This method does not work safely on items that are porous, such as strawberries. Consequently we couldn’t buy things like strawberries and raspberries in the commissary. Also, leafy greens, such as lettuce, will wilt quickly after being treated with Clorox, so you need to eat them within a few hours after sanitizing them.

An alternative to Clorox is iodine water sanitizing pills for campers. You can use common household iodine for this purpose, too: about 5 drops per quart. If you’re using the tablets, which you can get at sporting goods store & probably at Amazon, as I recall it’s 2 tablets per quart. It takes about 30 minutes to disinfect.

Better yet: cook everything before you eat it. 😉

Updates: Bleach and Bugs

Item: The no-chlorine, oxygen laundry bleach.

Holy mackerel. Since the stuff seems to have disappeared from the nearby grocery stores’ shelves and I couldn’t even get it from Amazon, I dropped by a Fry’s Marketplace (Kroger’s) on the way home from an appointment with Young Dr. Kildare. And yes: I did find it there. Try to guess the price…

SIXTEEN BUCKS for 88 ounces! That’s 16 cents an ounce….

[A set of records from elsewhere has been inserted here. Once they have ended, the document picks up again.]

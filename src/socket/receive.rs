use std::os::fd::{AsRawFd, OwnedFd, RawFd};

use crate::buffer::Bytes;
use crate::error::{Cause, SocketError};

use super::base::{Link, SocketBase};
use super::{ACK, Kind, RECORD_SEPARATOR, io};

fn read_err(cause: Cause) -> SocketError {
	SocketError::Read { cause }
}

impl SocketBase {
	/// Receives what the peer has sent so far.
	///
	/// Blocks for the first chunk, then keeps reading while more data is
	/// already waiting. Answers with [`ACK`] when acknowledgement is on.
	/// A peer that closed before sending anything fails with
	/// [`Cause::PeerClosed`].
	///
	/// On a datagram socket this is exactly one whole datagram, which may
	/// be empty.
	pub fn receive_data(&self) -> Result<Bytes, SocketError> {
		let link = self.reader()?;
		if self.kind() == Kind::Datagram {
			let data = self.read_datagram(&link, None)?;
			self.reply_ack(&link)?;
			tracing::trace!(len = data.len(), "received datagram");
			return Ok(data);
		}
		let mut data = Bytes::with_capacity(self.read_chunk());
		if self.read_into(&link, &mut data, None)? == 0 {
			return Err(read_err(Cause::PeerClosed));
		}
		self.drain_pending(&link, &mut data)?;
		self.reply_ack(&link)?;
		tracing::trace!(len = data.len(), "received data");
		Ok(data)
	}

	/// [`SocketBase::receive_data`] split at each [`RECORD_SEPARATOR`].
	pub fn receive_records(&self) -> Result<Vec<Bytes>, SocketError> {
		let data = self.receive_data()?;
		Ok(data.split(|&b| b == RECORD_SEPARATOR).map(Bytes::from).collect())
	}

	/// Receives data together with a descriptor the peer passed.
	///
	/// Fails with [`Cause::MissingDescriptor`] when the first chunk carries
	/// none.
	pub fn receive_with_fd(&self) -> Result<(Bytes, OwnedFd), SocketError> {
		let link = self.reader()?;
		let mut passed = None;
		let data = if self.kind() == Kind::Datagram {
			let data = self.read_datagram(&link, Some(&mut passed))?;
			passed.ok_or(read_err(Cause::MissingDescriptor)).map(|fd| (data, fd))
		} else {
			let mut data = Bytes::with_capacity(self.read_chunk());
			let n = self.read_into(&link, &mut data, Some(&mut passed))?;
			match passed {
				Some(fd) => Ok((data, fd)),
				None if n == 0 => Err(read_err(Cause::PeerClosed)),
				None => Err(read_err(Cause::MissingDescriptor)),
			}
		};
		let (mut data, passed) = data?;
		if self.kind() != Kind::Datagram {
			self.drain_pending(&link, &mut data)?;
		}
		self.reply_ack(&link)?;
		tracing::trace!(len = data.len(), fd = passed.as_raw_fd(), "received data with descriptor");
		Ok((data, passed))
	}

	/// Reads until the peer shuts down its write side.
	///
	/// Unlike [`SocketBase::receive_data`] an immediate end of stream is
	/// not an error; the result is then empty. A datagram socket has no end
	/// of stream, so this returns the next datagram.
	pub fn receive_to_end(&self) -> Result<Bytes, SocketError> {
		let link = self.reader()?;
		if self.kind() == Kind::Datagram {
			return self.read_datagram(&link, None);
		}
		let mut data = Bytes::with_capacity(self.read_chunk());
		while self.read_into(&link, &mut data, None)? > 0 {}
		tracing::trace!(len = data.len(), "received to end of stream");
		Ok(data)
	}

	/// One `recv` of at most a read chunk, paced by the quota, appended to
	/// `data`.
	fn read_into(
		&self,
		link: &Link,
		data: &mut Bytes,
		passed: Option<&mut Option<OwnedFd>>,
	) -> Result<usize, SocketError> {
		let want = match &link.quota {
			Some(quota) => quota
				.throttle(self.read_chunk())
				.ok_or(read_err(Cause::QuotaExhausted))?,
			None => self.read_chunk(),
		};

		let buf = data.as_mut_buf();
		let start = buf.len();
		buf.resize(start + want, 0);
		let fd = link.fd.as_raw_fd();
		let result = match passed {
			Some(slot) => io::recv_with_fd(fd, &mut buf[start..], 0).map(|(n, fd)| {
				*slot = fd;
				n
			}),
			None => io::recv(fd, &mut buf[start..], 0),
		};
		let n = match result {
			Ok(n) => n,
			Err(cause) => {
				buf.truncate(start);
				return Err(read_err(cause));
			}
		};
		buf.truncate(start + n);
		Ok(n)
	}

	/// One whole datagram, sized by peeking at the queue head and paced as
	/// a single grant.
	fn read_datagram(&self, link: &Link, passed: Option<&mut Option<OwnedFd>>) -> Result<Bytes, SocketError> {
		let fd = link.fd.as_raw_fd();
		let len = io::next_datagram_len(fd).map_err(read_err)?;
		if let Some(quota) = &link.quota {
			quota.throttle_exact(len).ok_or(read_err(Cause::QuotaExhausted))?;
		}

		let mut data = Bytes::with_capacity(len);
		let buf = data.as_mut_buf();
		buf.resize(len, 0);
		let n = match passed {
			Some(slot) => io::recv_with_fd(fd, &mut buf[..], libc::MSG_TRUNC).map(|(n, fd)| {
				*slot = fd;
				n
			}),
			None => io::recv_datagram(fd, &mut buf[..]),
		}
		.map_err(read_err)?;
		buf.truncate(n);
		Ok(data)
	}

	fn drain_pending(&self, link: &Link, data: &mut Bytes) -> Result<(), SocketError> {
		let fd: RawFd = link.fd.as_raw_fd();
		while io::has_pending(fd) {
			if self.read_into(link, data, None)? == 0 {
				break;
			}
		}
		Ok(())
	}

	fn reply_ack(&self, link: &Link) -> Result<(), SocketError> {
		if !self.acknowledge() {
			return Ok(());
		}
		io::send(link.fd.as_raw_fd(), &[ACK], libc::MSG_NOSIGNAL)
			.map(|_| ())
			.map_err(|cause| SocketError::Write { cause })
	}
}
use std::os::fd::AsRawFd;

use crate::error::{Cause, errno};

fn set_int<S: AsRawFd>(
	socket: &S,
	level: libc::c_int,
	option: libc::c_int,
	name: &'static str,
	val: libc::c_int,
) -> Result<(), Cause> {
	let result = unsafe {
		libc::setsockopt(
			socket.as_raw_fd(),
			level,
			option,
			&val as *const _ as *const libc::c_void,
			std::mem::size_of::<libc::c_int>() as libc::socklen_t,
		)
	};
	if result == -1 {
		Err(Cause::Option { name, errno: errno() })
	} else {
		Ok(())
	}
}

fn get_int<S: AsRawFd>(
	socket: &S,
	level: libc::c_int,
	option: libc::c_int,
	name: &'static str,
) -> Result<libc::c_int, Cause> {
	let mut val: libc::c_int = 0;
	let mut len = std::mem::size_of::<libc::c_int>() as libc::socklen_t;
	let result = unsafe {
		libc::getsockopt(
			socket.as_raw_fd(),
			level,
			option,
			&mut val as *mut _ as *mut libc::c_void,
			&mut len,
		)
	};
	if result == -1 {
		Err(Cause::Option { name, errno: errno() })
	} else {
		Ok(val)
	}
}

/// Sets SO_REUSEADDR.
///
/// Allows binding to an address that's in TIME_WAIT state.
/// Essential for server restarts.
pub(crate) fn set_reuse_addr<S: AsRawFd>(socket: &S, enable: bool) -> Result<(), Cause> {
	set_int(socket, libc::SOL_SOCKET, libc::SO_REUSEADDR, "SO_REUSEADDR", enable as libc::c_int)
}

/// Sets SO_RCVBUF. The kernel typically doubles the value internally.
pub(crate) fn set_recv_buffer_size<S: AsRawFd>(socket: &S, size: usize) -> Result<(), Cause> {
	let val = libc::c_int::try_from(size).unwrap_or(libc::c_int::MAX);
	set_int(socket, libc::SOL_SOCKET, libc::SO_RCVBUF, "SO_RCVBUF", val)
}

/// Sets SO_SNDBUF. Same doubling as SO_RCVBUF.
pub(crate) fn set_send_buffer_size<S: AsRawFd>(socket: &S, size: usize) -> Result<(), Cause> {
	let val = libc::c_int::try_from(size).unwrap_or(libc::c_int::MAX);
	set_int(socket, libc::SOL_SOCKET, libc::SO_SNDBUF, "SO_SNDBUF", val)
}

pub(crate) fn recv_buffer_size<S: AsRawFd>(socket: &S) -> Result<usize, Cause> {
	get_int(socket, libc::SOL_SOCKET, libc::SO_RCVBUF, "SO_RCVBUF").map(|v| v.max(0) as usize)
}

pub(crate) fn send_buffer_size<S: AsRawFd>(socket: &S) -> Result<usize, Cause> {
	get_int(socket, libc::SOL_SOCKET, libc::SO_SNDBUF, "SO_SNDBUF").map(|v| v.max(0) as usize)
}

/// Sets SO_LINGER.
///
/// - `None`: close returns immediately, kernel sends data in background
/// - `Some(0)`: hard reset (RST), discards unsent data
/// - `Some(n)`: close blocks up to n seconds waiting for data to send
pub(crate) fn set_linger<S: AsRawFd>(socket: &S, linger: Option<u32>) -> Result<(), Cause> {
	let val = match linger {
		None => libc::linger { l_onoff: 0, l_linger: 0 },
		Some(seconds) => libc::linger {
			l_onoff: 1,
			l_linger: libc::c_int::try_from(seconds).unwrap_or(libc::c_int::MAX),
		},
	};
	let result = unsafe {
		libc::setsockopt(
			socket.as_raw_fd(),
			libc::SOL_SOCKET,
			libc::SO_LINGER,
			&val as *const _ as *const libc::c_void,
			std::mem::size_of::<libc::linger>() as libc::socklen_t,
		)
	};
	if result == -1 {
		Err(Cause::Option { name: "SO_LINGER", errno: errno() })
	} else {
		Ok(())
	}
}

/// Sets or clears O_NONBLOCK.
pub(crate) fn set_nonblocking<S: AsRawFd>(socket: &S, nonblocking: bool) -> Result<(), Cause> {
	let flags = unsafe { libc::fcntl(socket.as_raw_fd(), libc::F_GETFL) };
	if flags == -1 {
		return Err(Cause::Option { name: "F_GETFL", errno: errno() });
	}
	let new_flags = if nonblocking {
		flags | libc::O_NONBLOCK
	} else {
		flags & !libc::O_NONBLOCK
	};
	let result = unsafe { libc::fcntl(socket.as_raw_fd(), libc::F_SETFL, new_flags) };
	if result == -1 {
		return Err(Cause::Option { name: "O_NONBLOCK", errno: errno() });
	}
	Ok(())
}

/// Pending error on the socket (SO_ERROR), cleared by reading it.
pub(crate) fn take_error<S: AsRawFd>(socket: &S) -> Result<Option<i32>, Cause> {
	let error = get_int(socket, libc::SOL_SOCKET, libc::SO_ERROR, "SO_ERROR")?;
	Ok((error != 0).then_some(error))
}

So pretty clearly this is a product that’s being taken off the market. I was going to buy two bottles of it, but thought I really couldn’t afford that.

I’ve already looked at Target — they don’t have the stuff, in any brand.

Tomorrow morning I’ll go over to the Walmart — the full-service Walmart, not the grocery-store version, which we already know doesn’t carry it. Failing that, I may drive back halfway to the White Tanks to grab another bottle of it at the astonishing price. Which is, we may say in glorious understatement, not what I want to do just now.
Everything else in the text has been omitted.